Não se registe, cadastre-se
O isopor é mesmo esferovite
Aleijar é mutilar
Distinção utilíssima para separar o universo semântico da transa (sexo) - Você me esta a machucando! - do universo semântico do banditismo – Você não vai aleijar, não?
O moedinhas ou arrumador é o flanelinha. Uma profissão onde, tanto quanto consta, não houve problemas no reconhecimento de diplomas no ultimo acordo de cooperação luso-brasileiro.
A barriga da perna é a batata da perna ou pantorrilha. Continuaremos a lutar pelo direito em ter barriga mesmo que só nas pernas
Bate-chapas – lanterneiro
Cunhas – pistolão - o que denota alguma capacidade persuasiva do sistema de cunhas brasileiro.
Matraquilhos – jogo do pimbolim. Alguma marca brasileira que não atravessou o Atlântico, mas tem uma ressonância um bocado jimbras. “Oh malta, bora ai jogar uma partida de pimbolim!”. A mim não me parece.
Morgue – necrotério
A utilizar quando afinal o pistolão não era em sentido figurado e alguém sai mesmo aleijado do encontro com o jagunço ou o cafageste.
Perdidos e achados. No Brasil – Achados e perdidos.
Não sei o que dizer da inversão dos termos. Se formos pelo princípio de casualidade sou capaz de ter mais hipóteses em Portugal. (perco logo acho). Se seguir outro princípio tenho mais chances no Brasil. Afinal o Descobrimento do Brasil não foi um Achamento? É que está mesmo a dizer. O Brasil foi achado pelos portugueses. (foi achado logo, está perdido)
A história de Hans e Gretel vira a aventura do João e a Maria tão simplesmente. E a casa em vez de ser de chocolate é feita de cocada que é mais rijinha e resistente
Capuchinho Vermelho é o Chapéuzinho Vermelho

Mas a minha diferença favorita entre o português de cá e de lá nem sequer é uma palavra ou conceito, mas sim a tradução do imorredoiro Sound of Music. A Música no Coração em Portugal transforma-se na versão brasileira num título de contornos revolucionários e marcado pela contestação dos anos sessenta. Chama-se, imaginem, A Noviça Rebelde! Tal e qual! A Julie Andrews que não saiba disto, coitada, que passa duas horas de fita com um ar submisso a gramar freiras, crianças, nazis, e o traste do capitão Von Trapp e ainda lhe chamam rebelde. Lá que tugas e brazucas não se entendam com o acordo ortográfico ainda é como o outro, agora a Julia noviça rebelde?! E altura de uniformizar certas coisas. Já!

E para finalizar: torta – rocambole
Digo eu, que isto me parece essencial.
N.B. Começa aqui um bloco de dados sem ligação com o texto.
// # systemd-resolved Backend
//
// This crate provides the Linux backend for the DNS guard:
//
// - **Enumeration**: links from sysfs, DNS servers from `resolvectl dns`
// - **Monitoring**: rtnetlink RTM_NEWLINK notifications (link up/down, new
//   links) merged with a periodic re-read of every link's DNS servers
// - **Writes**: `resolvectl dns` / `resolvectl revert`
//
// ## Identity
//
// The setting id of a link is its interface name. A renamed link is looked
// up by its new name on the next change event.
//
// ## Platform Support
//
// rtnetlink monitoring is only available on Linux. On other platforms the
// change stream carries the DNS poll alone.

mod poll;
mod resolvectl;
mod sysfs;

#[cfg(test)]
mod fixture;

#[cfg(target_os = "linux")]
mod monitor;

pub use resolvectl::{Resolvectl, parse_dns_output};
pub use sysfs::{SysfsLink, SysfsReader};

use std::time::Duration;

use async_trait::async_trait;
use tracing::debug;

use dnsguard_core::config::BackendConfig;
use dnsguard_core::traits::{
    ChangeSource, ChangeStream, ConfigurationRecord, DnsConfigurator, InterfaceFilter,
};
use dnsguard_core::{Error, Result};

/// systemd-resolved change source and DNS configurator
#[derive(Debug, Clone)]
pub struct ResolvedBackend {
    resolvectl: Resolvectl,
    sysfs: SysfsReader,
    dns_poll: Duration,
}

/// Default interval between DNS re-reads
const DEFAULT_DNS_POLL: Duration = Duration::from_secs(5);

impl ResolvedBackend {
    pub fn new(resolvectl: impl Into<String>, sysfs_root: impl Into<std::path::PathBuf>) -> Self {
        Self {
            resolvectl: Resolvectl::new(resolvectl),
            sysfs: SysfsReader::new(sysfs_root),
            dns_poll: DEFAULT_DNS_POLL,
        }
    }

    /// Set the interval between DNS re-reads of every link
    pub fn with_dns_poll(mut self, interval: Duration) -> Self {
        self.dns_poll = interval;
        self
    }

    /// Build the backend from a `BackendConfig::Resolved`
    pub fn from_config(config: &BackendConfig) -> Result<Self> {
        match config {
            BackendConfig::Resolved {
                resolvectl,
                sysfs_root,
                dns_poll_secs,
            } => Ok(Self::new(resolvectl.clone(), sysfs_root.clone())
                .with_dns_poll(Duration::from_secs(*dns_poll_secs))),
            other => Err(Error::config(format!(
                "resolved backend cannot be built from '{}' config",
                other.type_name()
            ))),
        }
    }

    async fn record_for(&self, link: SysfsLink) -> Result<ConfigurationRecord> {
        let dns_servers = self.resolvectl.dns(&link.name).await?;

        Ok(ConfigurationRecord::new(link.index, link.name, dns_servers).with_ip_enabled(link.up))
    }

    /// Live record of every non-loopback link, unfiltered
    pub(crate) async fn records(&self) -> Result<Vec<ConfigurationRecord>> {
        let mut records = Vec::new();
        for link in self.sysfs.links().await? {
            records.push(self.record_for(link).await?);
        }
        Ok(records)
    }

    /// Read the live record of the link with `index`
    pub async fn record_by_index(&self, index: u32) -> Result<Option<ConfigurationRecord>> {
        match self.sysfs.link_by_index(index).await? {
            Some(link) => self.record_for(link).await.map(Some),
            None => Ok(None),
        }
    }
}

#[async_trait]
impl ChangeSource for ResolvedBackend {
    async fn enumerate(&self, filter: &InterfaceFilter) -> Result<Vec<ConfigurationRecord>> {
        let records = self.records().await.map_err(|e| match e {
            Error::Enumeration(_) => e,
            other => Error::enumeration(format!("cannot read DNS configuration: {}", other)),
        })?;

        Ok(records
            .into_iter()
            .filter(|record| {
                let matches = filter.matches(record);
                if !matches {
                    debug!("Link {} ({}) filtered out", record.interface_index, record.setting_id);
                }
                matches
            })
            .collect())
    }

    async fn lookup(&self, setting_id: &str) -> Result<Option<ConfigurationRecord>> {
        match self.sysfs.link(setting_id).await? {
            Some(link) => self.record_for(link).await.map(Some),
            None => Ok(None),
        }
    }

    #[cfg(target_os = "linux")]
    async fn subscribe(&self, filter: &InterfaceFilter) -> Result<ChangeStream> {
        use tokio_stream::StreamExt;

        let links = monitor::subscribe(self.clone(), filter.clone())?;
        let polled = poll::subscribe(self.clone(), filter.clone(), self.dns_poll);

        Ok(Box::pin(links.merge(polled)))
    }

    #[cfg(not(target_os = "linux"))]
    async fn subscribe(&self, filter: &InterfaceFilter) -> Result<ChangeStream> {
        Ok(poll::subscribe(self.clone(), filter.clone(), self.dns_poll))
    }

    fn source_name(&self) -> &'static str {
        "resolved"
    }
}

#[async_trait]
impl DnsConfigurator for ResolvedBackend {
    async fn set_dns_servers(&self, target: &ConfigurationRecord, servers: &[String]) -> Result<()> {
        if servers.is_empty() {
            self.resolvectl.revert(&target.setting_id).await
        } else {
            self.resolvectl.set_dns(&target.setting_id, servers).await
        }
    }

    fn configurator_name(&self) -> &'static str {
        "resolved"
    }
}
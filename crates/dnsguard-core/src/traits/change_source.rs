// # Change Source Trait
//
// Defines the interface for enumerating network interfaces and observing
// changes to their configuration.
//
// ## Implementations
//
// - In-memory: `dnsguard_core::source::MemoryHost`
// - systemd-resolved + rtnetlink (Linux): `dnsguard-resolved` crate
//
// ## Usage
//
// ```rust,ignore
// use dnsguard_core::traits::{ChangeSource, InterfaceFilter};
// use tokio_stream::StreamExt;
//
// let source = /* ChangeSource implementation */;
// let filter = InterfaceFilter::default();
//
// for record in source.enumerate(&filter).await? {
//     println!("{} -> {:?}", record.setting_id, record.dns_servers);
// }
//
// let mut changes = source.subscribe(&filter).await?;
// while let Some(event) = changes.next().await {
//     println!("changed: {:?}", event.record);
// }
// ```

use async_trait::async_trait;
use chrono::{DateTime, Utc};
use serde::{Deserialize, Serialize};
use std::pin::Pin;
use tokio_stream::Stream;

/// Live configuration of one network interface as reported by a change source
#[derive(Debug, Clone, PartialEq, Eq, Serialize, Deserialize)]
pub struct ConfigurationRecord {
    /// Interface index, stable for the lifetime of the interface
    pub interface_index: u32,
    /// Opaque identity used to re-query the interface's live configuration
    pub setting_id: String,
    /// Currently configured DNS servers, in resolver order
    pub dns_servers: Vec<String>,
    /// Whether IP is enabled (the interface is active)
    pub ip_enabled: bool,
}

impl ConfigurationRecord {
    /// Create a record for an active interface
    pub fn new(
        interface_index: u32,
        setting_id: impl Into<String>,
        dns_servers: Vec<String>,
    ) -> Self {
        Self {
            interface_index,
            setting_id: setting_id.into(),
            dns_servers,
            ip_enabled: true,
        }
    }

    /// Mark the interface as active or inactive
    pub fn with_ip_enabled(mut self, ip_enabled: bool) -> Self {
        self.ip_enabled = ip_enabled;
        self
    }
}

/// A configuration-changed notification delivered by a change source
#[derive(Debug, Clone, PartialEq, Eq)]
pub struct ChangeEvent {
    /// Freshly reported state of the changed interface
    pub record: ConfigurationRecord,
    /// When the source observed the change
    pub observed_at: DateTime<Utc>,
}

impl ChangeEvent {
    /// Create a new change event observed now
    pub fn new(record: ConfigurationRecord) -> Self {
        Self {
            record,
            observed_at: Utc::now(),
        }
    }
}

/// Stream of change events produced by [`ChangeSource::subscribe`]
pub type ChangeStream = Pin<Box<dyn Stream<Item = ChangeEvent> + Send + 'static>>;

/// Predicate selecting which interfaces are enforced
#[derive(Debug, Clone, PartialEq, Eq, Serialize, Deserialize)]
pub struct InterfaceFilter {
    /// Only consider interfaces that have IP enabled
    #[serde(default = "default_ip_enabled_only")]
    pub ip_enabled_only: bool,

    /// Setting ids that are never touched
    #[serde(default)]
    pub exclude: Vec<String>,
}

impl InterfaceFilter {
    /// Check whether a record passes the filter
    pub fn matches(&self, record: &ConfigurationRecord) -> bool {
        if self.ip_enabled_only && !record.ip_enabled {
            return false;
        }

        !self.exclude.iter().any(|id| id == &record.setting_id)
    }

    /// Exclude an interface by setting id
    pub fn excluding(mut self, setting_id: impl Into<String>) -> Self {
        self.exclude.push(setting_id.into());
        self
    }
}

impl Default for InterfaceFilter {
    fn default() -> Self {
        Self {
            ip_enabled_only: default_ip_enabled_only(),
            exclude: Vec::new(),
        }
    }
}

fn default_ip_enabled_only() -> bool {
    true
}

/// Trait for change source implementations
///
/// A change source provides three capabilities:
/// 1. **enumerate()**: one-shot query of every interface matching a filter
/// 2. **lookup()**: re-query one interface's live configuration by setting id
/// 3. **subscribe()**: stream of configuration-changed events
///
/// # Trust Level: Semi-Trusted
///
/// ## Allowed Capabilities
/// - ✅ Perform platform-specific I/O (netlink, sysfs, management APIs)
/// - ⚠️ Spawn tasks ONLY to pump notifications into the returned stream
///
/// ## Forbidden Capabilities
/// - ❌ Write DNS settings (use `DnsConfigurator`)
/// - ❌ Access the configuration registry (owned by `DnsEnforcer`)
/// - ❌ Decide whether an interface needs enforcement
///
/// ## Unsubscribing
///
/// Dropping the stream returned by `subscribe()` is the disarm primitive.
/// Once the stream is dropped the implementation must stop producing and
/// release every resource tied to the subscription. The engine only drops
/// the stream after its dispatcher has fully exited, so no notification is
/// processed after disarm returns.
#[async_trait]
pub trait ChangeSource: Send + Sync {
    /// Enumerate every interface currently matching `filter`
    ///
    /// # Returns
    ///
    /// - `Ok(Vec<ConfigurationRecord>)`: matching interfaces (possibly empty)
    /// - `Err(Error)`: the source could not be queried at all
    async fn enumerate(
        &self,
        filter: &InterfaceFilter,
    ) -> Result<Vec<ConfigurationRecord>, crate::Error>;

    /// Re-query the live configuration of one interface
    ///
    /// # Returns
    ///
    /// - `Ok(Some(record))`: the interface's current configuration
    /// - `Ok(None)`: no interface with this setting id exists anymore
    /// - `Err(Error)`: the query failed
    async fn lookup(&self, setting_id: &str) -> Result<Option<ConfigurationRecord>, crate::Error>;

    /// Arm change monitoring for interfaces matching `filter`
    ///
    /// # Behavior
    ///
    /// - Events for one interface are delivered in the order they occurred
    /// - No ordering is guaranteed across interfaces
    /// - Must be cancellation-safe (dropping the stream cleans up resources)
    async fn subscribe(&self, filter: &InterfaceFilter) -> Result<ChangeStream, crate::Error>;

    /// Get the source name (for logging/debugging)
    fn source_name(&self) -> &'static str;
}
Chamarem rocambole a uma coisa que se este mesmo a ver que é uma torta exige um esforço de harmonização. Passei uma parte substancial da viagem a apurar as diferenças de terminologia doceira, desvio normativo dos pontos de açúcar e variações nos ingredientes e feituras. Esta é sem dúvida uma área que exige um maior esforço de cooperação entre os dois países irmãos. Isto somos nos aqui a falar, claro está.